- Problem to work on
Stop after the line containing "use crate::error::OrderError;": print each line exactly from the first line of the listing up to that point.

- Given records

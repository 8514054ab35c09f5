//! Kafka 基础设施封装
//!
//! 将 rdkafka 的底层 API 封装为面向订单管线的 Producer/Consumer 抽象，
//! 统一消息序列化、错误映射与优雅关闭语义。核心只通过这里的接口接触 broker。

use std::time::Duration;

use rdkafka::config::ClientConfig;
use rdkafka::consumer::{Consumer, StreamConsumer};
use rdkafka::message::{BorrowedMessage, Message};
use rdkafka::producer::{FutureProducer, FutureRecord};
use serde::Serialize;
use serde::de::DeserializeOwned;
use tokio::sync::watch;
use tracing::{debug, error, info, warn};

use crate::config::KafkaConfig;
use crate::error::OrderError;

// ---------------------------------------------------------------------------
// Topic 常量
// ---------------------------------------------------------------------------

/// 集中管理 topic 名称，避免字符串散落在各模块导致拼写不一致
pub mod topics {
    pub const ORDER_EVENTS: &str = "order.events";
    pub const DEAD_LETTER_QUEUE: &str = "order.dlq";
}

// ---------------------------------------------------------------------------
// Delivery — 投递回执
// ---------------------------------------------------------------------------

/// broker 确认后的投递位置
///
/// 同一 order_id 的事件共享分区，offset 单调递增即可证明在线顺序。
#[derive(Debug, Clone, Copy, PartialEq, Eq)]
pub struct Delivery {
    pub partition: i32,
    pub offset: i64,
}

// ---------------------------------------------------------------------------
// ConsumerMessage
// ---------------------------------------------------------------------------

/// 消费到的 Kafka 消息的统一表示
///
/// 将 rdkafka 的 `BorrowedMessage`（带生命周期约束）转换为拥有所有权的结构体，
/// 使消息可以安全地跨 await 点交给泳道处理。
#[derive(Debug, Clone)]
pub struct ConsumerMessage {
    pub topic: String,
    pub partition: i32,
    pub offset: i64,
    pub key: Option<String>,
    pub payload: Vec<u8>,
    pub timestamp: Option<i64>,
}

impl ConsumerMessage {
    fn from_borrowed(msg: &BorrowedMessage<'_>) -> Self {
        let key = msg
            .key()
            .and_then(|k| std::str::from_utf8(k).ok())
            .map(String::from);

        Self {
            topic: msg.topic().to_string(),
            partition: msg.partition(),
            offset: msg.offset(),
            key,
            payload: msg.payload().map(|p| p.to_vec()).unwrap_or_default(),
            timestamp: msg.timestamp().to_millis(),
        }
    }

    /// 将 JSON 负载反序列化为目标类型
    pub fn deserialize_payload<T: DeserializeOwned>(&self) -> Result<T, OrderError> {
        serde_json::from_slice(&self.payload).map_err(OrderError::Serialization)
    }
}

// ---------------------------------------------------------------------------
// KafkaProducer
// ---------------------------------------------------------------------------

/// 面向业务的 Kafka 生产者
///
/// 封装 `FutureProducer` 提供类型安全的 JSON 发送方法。
/// `FutureProducer` 内部是 Arc 包装，Clone 开销极小。
#[derive(Clone)]
pub struct KafkaProducer {
    producer: FutureProducer,
}

impl KafkaProducer {
    /// 根据配置创建生产者
    ///
    /// `message.timeout.ms` 设为 5 秒：5 秒内无法投递应交给上层重试或死信，
    /// 而非无限等待。
    pub fn new(config: &KafkaConfig) -> Result<Self, OrderError> {
        let producer: FutureProducer = ClientConfig::new()
            .set("bootstrap.servers", &config.brokers)
            .set("message.timeout.ms", "5000")
            .create()
            .map_err(|e| OrderError::Kafka(format!("创建生产者失败: {e}")))?;

        info!(brokers = %config.brokers, "Kafka 生产者已初始化");
        Ok(Self { producer })
    }

    /// 发送原始字节消息，返回 broker 确认的投递位置
    pub async fn send(
        &self,
        topic: &str,
        key: &str,
        payload: &[u8],
    ) -> Result<Delivery, OrderError> {
        let record = FutureRecord::to(topic).key(key).payload(payload);

        let delivery = self
            .producer
            .send(record, Duration::from_secs(5))
            .await
            .map_err(|(e, _)| OrderError::Kafka(format!("发送消息失败: {e}")))?;

        debug!(
            topic,
            key,
            partition = delivery.partition,
            offset = delivery.offset,
            "消息已发送"
        );
        Ok(Delivery {
            partition: delivery.partition,
            offset: delivery.offset,
        })
    }

    /// 将值序列化为 JSON 后发送
    pub async fn send_json<T: Serialize>(
        &self,
        topic: &str,
        key: &str,
        value: &T,
    ) -> Result<Delivery, OrderError> {
        let payload = serde_json::to_vec(value).map_err(OrderError::Serialization)?;
        self.send(topic, key, &payload).await
    }
}

// ---------------------------------------------------------------------------
// KafkaConsumer
// ---------------------------------------------------------------------------

/// 面向业务的 Kafka 消费者
///
/// 封装 `StreamConsumer` 并提供基于 `watch` channel 的优雅关闭语义，
/// 保证进程退出时不丢失正在处理的消息。
pub struct KafkaConsumer {
    consumer: StreamConsumer,
}

impl KafkaConsumer {
    /// 创建消费者
    ///
    /// `group_id_suffix` 允许同一服务内不同消费逻辑使用独立消费组，
    /// 例如主消费组 "order-processor" 与死信消费组 "order-processor.dlq"。
    pub fn new(config: &KafkaConfig, group_id_suffix: Option<&str>) -> Result<Self, OrderError> {
        let group_id = match group_id_suffix {
            Some(suffix) => format!("{}.{}", config.consumer_group, suffix),
            None => config.consumer_group.clone(),
        };

        let consumer: StreamConsumer = ClientConfig::new()
            .set("bootstrap.servers", &config.brokers)
            .set("group.id", &group_id)
            .set("auto.offset.reset", &config.auto_offset_reset)
            .set("enable.auto.commit", "true")
            .create()
            .map_err(|e| OrderError::Kafka(format!("创建消费者失败: {e}")))?;

        info!(brokers = %config.brokers, group_id, "Kafka 消费者已初始化");
        Ok(Self { consumer })
    }

    /// 订阅指定的 topic 列表
    pub fn subscribe(&self, topics: &[&str]) -> Result<(), OrderError> {
        self.consumer
            .subscribe(topics)
            .map_err(|e| OrderError::Kafka(format!("订阅 topic 失败: {e}")))?;

        info!(?topics, "已订阅 Kafka topics");
        Ok(())
    }

    /// 启动消费循环
    ///
    /// `tokio::select!` 同时监听消息流和关闭信号：
    /// - handler 返回错误只记录日志不中断循环，单条坏消息不应拖垮整个消费者；
    /// - 关闭信号到达后退出循环，正在执行的 handler 自然完成。
    pub async fn start<F, Fut>(self, mut shutdown: watch::Receiver<bool>, handler: F)
    where
        F: Fn(ConsumerMessage) -> Fut,
        Fut: std::future::Future<Output = Result<(), OrderError>>,
    {
        use futures::StreamExt;

        let stream = self.consumer.stream();
        futures::pin_mut!(stream);

        info!("Kafka 消费循环已启动");

        loop {
            tokio::select! {
                // 偏向关闭信号，保证收到关闭时尽快退出
                biased;

                _ = shutdown.changed() => {
                    if *shutdown.borrow() {
                        info!("收到关闭信号，Kafka 消费循环退出");
                        break;
                    }
                }

                msg_result = stream.next() => {
                    let Some(msg_result) = msg_result else {
                        warn!("Kafka 消息流意外结束");
                        break;
                    };

                    match msg_result {
                        Ok(borrowed_msg) => {
                            let msg = ConsumerMessage::from_borrowed(&borrowed_msg);
                            debug!(
                                topic = %msg.topic,
                                partition = msg.partition,
                                offset = msg.offset,
                                "收到 Kafka 消息"
                            );

                            if let Err(e) = handler(msg).await {
                                error!(error = %e, code = e.code(), "处理 Kafka 消息失败");
                            }
                        }
                        Err(e) => {
                            error!(error = %e, "接收 Kafka 消息出错");
                        }
                    }
                }
            }
        }
    }
}

// ---------------------------------------------------------------------------
// 测试
// ---------------------------------------------------------------------------

#[cfg(test)]
mod tests {
    use super::*;
    use crate::events::{OrderEvent, OrderStatus};

    #[test]
    fn test_topic_constants() {
        assert_eq!(topics::ORDER_EVENTS, "order.events");
        assert_eq!(topics::DEAD_LETTER_QUEUE, "order.dlq");
    }

    #[test]
    fn test_consumer_message_deserialize_order_event() {
        let event = OrderEvent::created_with_id("ord-1", "cust-1");
        let msg = ConsumerMessage {
            topic: topics::ORDER_EVENTS.to_string(),
            partition: 2,
            offset: 17,
            key: Some("ord-1".to_string()),
            payload: serde_json::to_vec(&event).unwrap(),
            timestamp: Some(1_700_000_000_000),
        };

        let back: OrderEvent = msg.deserialize_payload().unwrap();
        assert_eq!(back.order_id, "ord-1");
        assert_eq!(back.status, OrderStatus::Created);
        assert_eq!(back.sequence, 1);
    }

    #[test]
    fn test_consumer_message_deserialize_invalid_json() {
        let msg = ConsumerMessage {
            topic: "order.events".to_string(),
            partition: 0,
            offset: 0,
            key: None,
            payload: b"not json".to_vec(),
            timestamp: None,
        };

        let result: Result<serde_json::Value, _> = msg.deserialize_payload();
        assert!(result.is_err());
    }

    #[test]
    fn test_delivery_equality() {
        let a = Delivery {
            partition: 1,
            offset: 42,
        };
        let b = Delivery {
            partition: 1,
            offset: 42,
        };
        assert_eq!(a, b);
    }
}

- Answer space
repository 8514054ab35c09f5
//! Kafka 基础设施封装
//!
//! 将 rdkafka 的底层 API 封装为面向订单管线的 Producer/Consumer 抽象，
//! 统一消息序列化、错误映射与优雅关闭语义。核心只通过这里的接口接触 broker。

use std::time::Duration;

use rdkafka::config::ClientConfig;
use rdkafka::consumer::{Consumer, StreamConsumer};
use rdkafka::message::{BorrowedMessage, Message};
use rdkafka::producer::{FutureProducer, FutureRecord};
use serde::Serialize;
use serde::de::DeserializeOwned;
use tokio::sync::watch;
use tracing::{debug, error, info, warn};

use crate::config::KafkaConfig;
use crate::error::OrderError;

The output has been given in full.